## Task description
Each time a line of the listing holds "children", copy that line.

## Data records
*** Block opens ***

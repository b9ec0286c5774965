//! VTREE branch-and-bound search.
//!
//! For every ordered pair of plates `(i, j)`, `i < j`, the two plate subtrees are the
//! **model** nodes bracketing a candidate track. The search then walks down both model
//! trees at once:
//!
//! 1. **Bounds check** – the acceleration envelope is intersected with the forward and
//!    backward kinematic bounds between the two model boxes; an empty envelope prunes
//!    the branch.
//! 2. **Support filter** – support nodes (other plates) are tested against both model
//!    boxes under the tightened envelope. A node is rejected whole, accepted whole, or
//!    split when it is coarse compared to the width interpolated between the models.
//!    The filter only runs every `skip_flip` levels, and always once both models are
//!    leaves. The support set only ever shrinks on the way down.
//! 3. **Recurse** on the children of the wider model node.
//! 4. **Leaf check** – with both models at leaves, every pair of model tracklets forms
//!    a constant-velocity base track. Support tracklets whose observations lie within
//!    `pred_fit_thresh` of the base prediction are added in ascending residual order,
//!    skipping plates already used and detections colliding in time. The result is
//!    emitted when at least `min_support` plates contribute and the mean squared
//!    residual of the refitted track, quadratic from `num_for_quad` epochs, is below
//!    `fit_thresh`.
//!
//! Only step 1 and the rejection half of step 2 prune, and both rely on interval
//! bounds that contain every feasible trajectory, so a consistent track is never
//! dropped by the tree walk itself.

use ahash::AHashSet;
use log::{debug, trace};
use smallvec::SmallVec;

#[cfg(feature = "progress")]
use crate::progress_bar::LoopProgress;
use crate::{
    constants::{IndexList, ObsIndex, MJD, TIME_EPS},
    observations::ObservationStore,
    tracks::Track,
};

use super::{
    kinematics::{tighten, Interval},
    tbt::{LinkerFrame, TbtKind, TbtNode, TrackletBoundTree, TrackletBox},
    VtreeParams,
};

/// A support subtree together with its plate epoch.
#[derive(Debug, Clone, Copy)]
struct Support<'a> {
    time: MJD,
    node: &'a TbtNode,
}

#[derive(Debug, Default, Clone, Copy)]
struct SearchStats {
    pairs: usize,
    pairs_time_pruned: usize,
    nodes: usize,
    leaf_checks: usize,
}

struct Search<'a> {
    store: &'a ObservationStore,
    tracklets: &'a [Track],
    boxes: &'a [TrackletBox],
    params: &'a VtreeParams,
    seen: AHashSet<IndexList>,
    found: Vec<Track>,
    stats: SearchStats,
}

/// Run the VTREE search over a set of tracklets.
///
/// Arguments
/// ---------
/// * `store`: the observations
/// * `tracklets`: tracklets to link
/// * `params`: thresholds, acceleration bounds and pruning heuristics
///
/// Return
/// ------
/// * every accepted track, once per distinct observation set, in discovery order
pub fn search(store: &ObservationStore, tracklets: &[Track], params: &VtreeParams) -> Vec<Track> {
    if tracklets.is_empty() {
        return Vec::new();
    }

    let frame = LinkerFrame::for_tracklets(store, tracklets);
    let boxes: Vec<TrackletBox> = tracklets
        .iter()
        .enumerate()
        .map(|(i, t)| {
            TrackletBox::from_tracklet(store, &frame, i, t, params.thresh, params.max_velocity)
        })
        .collect();
    let tbt = TrackletBoundTree::build(boxes, params.tbt_leaf_size);
    let plates = tbt.plates();
    debug!(
        "vtree: {} tracklets on {} plates",
        tracklets.len(),
        plates.len()
    );

    let mut search = Search {
        store,
        tracklets,
        boxes: tbt.boxes(),
        params,
        seen: AHashSet::new(),
        found: Vec::new(),
        stats: SearchStats::default(),
    };
    let envelope = [
        Interval::symmetric(params.acc_r_max),
        Interval::symmetric(params.acc_d_max),
    ];

    #[cfg(feature = "progress")]
    let mut progress = LoopProgress::new(plates.len() as u64);

    for (i, pa) in plates.iter().enumerate() {
        #[cfg(feature = "progress")]
        progress.step();

        if let Some(limit) = params.last_start_time {
            if pa.time > limit {
                debug!(
                    "vtree: start plate at {} after last_start_time {}, pruning the remaining {} plates",
                    pa.time,
                    limit,
                    plates.len() - i
                );
                search.stats.pairs_time_pruned += plates.len() - i - 1;
                break;
            }
        }

        for (j, pb) in plates.iter().enumerate().skip(i + 1) {
            if pb.time - pa.time < params.min_model_dt {
                continue;
            }
            if let Some(limit) = params.first_end_time {
                if pb.time < limit {
                    debug!(
                        "vtree: end plate at {} before first_end_time {}, pair ({i}, {j}) pruned",
                        pb.time, limit
                    );
                    search.stats.pairs_time_pruned += 1;
                    continue;
                }
            }

            let supports: Vec<Support> = plates
                .iter()
                .enumerate()
                .filter(|&(k, _)| {
                    k != i && k != j && (!params.endpoints_only || (k > i && k < j))
                })
                .map(|(_, p)| Support {
                    time: p.time,
                    node: &p.root,
                })
                .collect();

            trace!(
                "vtree: model pair ({i}, {j}) at [{}, {}] with {} support plates",
                pa.time,
                pb.time,
                supports.len()
            );
            search.stats.pairs += 1;
            search.recurse(&pa.root, pa.time, &pb.root, pb.time, envelope, supports, 0);
        }
    }

    #[cfg(feature = "progress")]
    progress.finish();

    let stats = search.stats;
    debug!(
        "vtree: {} model pairs, {} time-pruned, {} nodes, {} leaf checks, {} tracks",
        stats.pairs,
        stats.pairs_time_pruned,
        stats.nodes,
        stats.leaf_checks,
        search.found.len()
    );
    search.found
}

/// Number of distinct plate epochs in a support set.
fn distinct_times(supports: &[Support]) -> usize {
    let mut times: SmallVec<[MJD; 16]> = supports.iter().map(|s| s.time).collect();
    times.sort_by(f64::total_cmp);
    times.dedup_by(|a, b| (*a - *b).abs() <= TIME_EPS);
    times.len()
}

impl<'a> Search<'a> {
    #[allow(clippy::too_many_arguments)]
    fn recurse(
        &mut self,
        a: &'a TbtNode,
        ta: MJD,
        b: &'a TbtNode,
        tb: MJD,
        envelope: [Interval; 2],
        supports: Vec<Support<'a>>,
        skip: usize,
    ) {
        self.stats.nodes += 1;

        let mut acc = envelope;
        for (ax, bound) in acc.iter_mut().enumerate() {
            *bound = tighten(bound, &a.axes[ax], ta, &b.axes[ax], tb);
            if bound.is_empty() {
                return;
            }
        }

        let min_support = self.params.min_support;
        if distinct_times(&supports) + 2 < min_support {
            return;
        }

        let both_leaves = a.is_leaf() && b.is_leaf();
        let (supports, skip) = if skip == 0 || both_leaves {
            let filtered = self.filter_supports(a, ta, b, tb, &acc, supports);
            if distinct_times(&filtered) + 2 < min_support {
                return;
            }
            (filtered, self.params.skip_flip - 1)
        } else {
            (supports, skip - 1)
        };

        if both_leaves {
            self.leaf_check(a, b, &acc, &supports);
            return;
        }

        let delta = tb - ta;
        let split_a = match (a.is_leaf(), b.is_leaf()) {
            (false, true) => true,
            (true, false) => false,
            _ => a.spread(delta) >= b.spread(delta),
        };
        if split_a {
            if let Some((l, r)) = a.children() {
                self.recurse(l, ta, b, tb, acc, supports.clone(), skip);
                self.recurse(r, ta, b, tb, acc, supports, skip);
            }
        } else if let Some((l, r)) = b.children() {
            self.recurse(a, ta, l, tb, acc, supports.clone(), skip);
            self.recurse(a, ta, r, tb, acc, supports, skip);
        }
    }

    /// Keep the support nodes that may host a tracklet consistent with both models.
    fn filter_supports(
        &self,
        a: &TbtNode,
        ta: MJD,
        b: &TbtNode,
        tb: MJD,
        acc: &[Interval; 2],
        supports: Vec<Support<'a>>,
    ) -> Vec<Support<'a>> {
        let width_a = a.position_width();
        let width_b = b.position_width();
        let mut kept = Vec::with_capacity(supports.len());
        let mut stack = supports;

        while let Some(s) = stack.pop() {
            let consistent = (0..2).all(|ax| {
                let via_a = tighten(&acc[ax], &a.axes[ax], ta, &s.node.axes[ax], s.time);
                !tighten(&via_a, &s.node.axes[ax], s.time, &b.axes[ax], tb).is_empty()
            });
            if !consistent {
                continue;
            }

            if let Some((l, r)) = s.node.children() {
                let frac = ((s.time - ta) / (tb - ta)).clamp(0.0, 1.0);
                let expected = width_a + (width_b - width_a) * frac;
                if s.node.position_width() > expected {
                    stack.push(Support { time: s.time, node: l });
                    stack.push(Support { time: s.time, node: r });
                    continue;
                }
            }
            kept.push(s);
        }
        kept
    }

    fn leaf_check(&mut self, a: &TbtNode, b: &TbtNode, acc: &[Interval; 2], supports: &[Support]) {
        let (TbtKind::Leaf(ids_a), TbtKind::Leaf(ids_b)) = (&a.kind, &b.kind) else {
            return;
        };
        self.stats.leaf_checks += 1;
        let params = self.params;
        let support_boxes: Vec<usize> = supports.iter().flat_map(|s| s.node.box_ids()).collect();

        for &ia in ids_a {
            for &ib in ids_b {
                let (ba, bb) = (&self.boxes[ia], &self.boxes[ib]);
                let feasible = (0..2).all(|ax| {
                    !tighten(&acc[ax], &ba.axes[ax], ba.time, &bb.axes[ax], bb.time).is_empty()
                });
                if !feasible {
                    continue;
                }
                let (ta, tb) = (&self.tracklets[ba.tracklet], &self.tracklets[bb.tracklet]);
                if ta.collides_with(tb) {
                    continue;
                }
                // two plates only constrain a velocity
                let base = Track::linear(
                    self.store,
                    ta.individuals().iter().chain(tb.individuals()).copied(),
                );

                let mut candidates: Vec<(f64, usize)> = support_boxes
                    .iter()
                    .filter_map(|&k| {
                        let t = &self.tracklets[self.boxes[k].tracklet];
                        let r = base.prediction_residual(self.store, t.individuals());
                        (r < params.pred_fit_thresh).then_some((r, k))
                    })
                    .collect();
                candidates.sort_by(|x, y| x.0.total_cmp(&y.0).then(x.1.cmp(&y.1)));

                let mut members: Vec<(MJD, ObsIndex)> = base
                    .times()
                    .iter()
                    .copied()
                    .zip(base.individuals().iter().copied())
                    .collect();
                let mut plate_times: SmallVec<[MJD; 8]> = SmallVec::from_slice(&[ba.time, bb.time]);

                for (_, k) in candidates {
                    let bx = &self.boxes[k];
                    if plate_times.iter().any(|&t| (t - bx.time).abs() <= TIME_EPS) {
                        continue;
                    }
                    let t = &self.tracklets[bx.tracklet];
                    if collides(self.store, &members, t.individuals()) {
                        continue;
                    }
                    for (&time, &i) in t.times().iter().zip(t.individuals()) {
                        if !members.iter().any(|&(_, m)| m == i) {
                            members.push((time, i));
                        }
                    }
                    plate_times.push(bx.time);
                }

                if plate_times.len() < params.min_support {
                    continue;
                }
                let track = Track::with_quad_threshold(
                    self.store,
                    members.iter().map(|&(_, i)| i),
                    params.num_for_quad,
                );
                if !(track.mean_sq_residual() < params.fit_thresh) {
                    continue;
                }
                if self.seen.insert(track.sorted_indices()) {
                    self.found.push(track);
                }
            }
        }
    }
}

/// Whether adding `indices` would put two different observations at the same epoch.
fn collides(store: &ObservationStore, members: &[(MJD, ObsIndex)], indices: &[ObsIndex]) -> bool {
    indices.iter().any(|&i| {
        let t = store.obs(i).time;
        members
            .iter()
            .any(|&(tm, m)| m != i && (tm - t).abs() <= TIME_EPS)
    })
}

*** Block closes ***

## Answer section
//! 3. **Recurse** on the children of the wider model node.
            if let Some((l, r)) = a.children() {
        } else if let Some((l, r)) = b.children() {
            if let Some((l, r)) = s.node.children() {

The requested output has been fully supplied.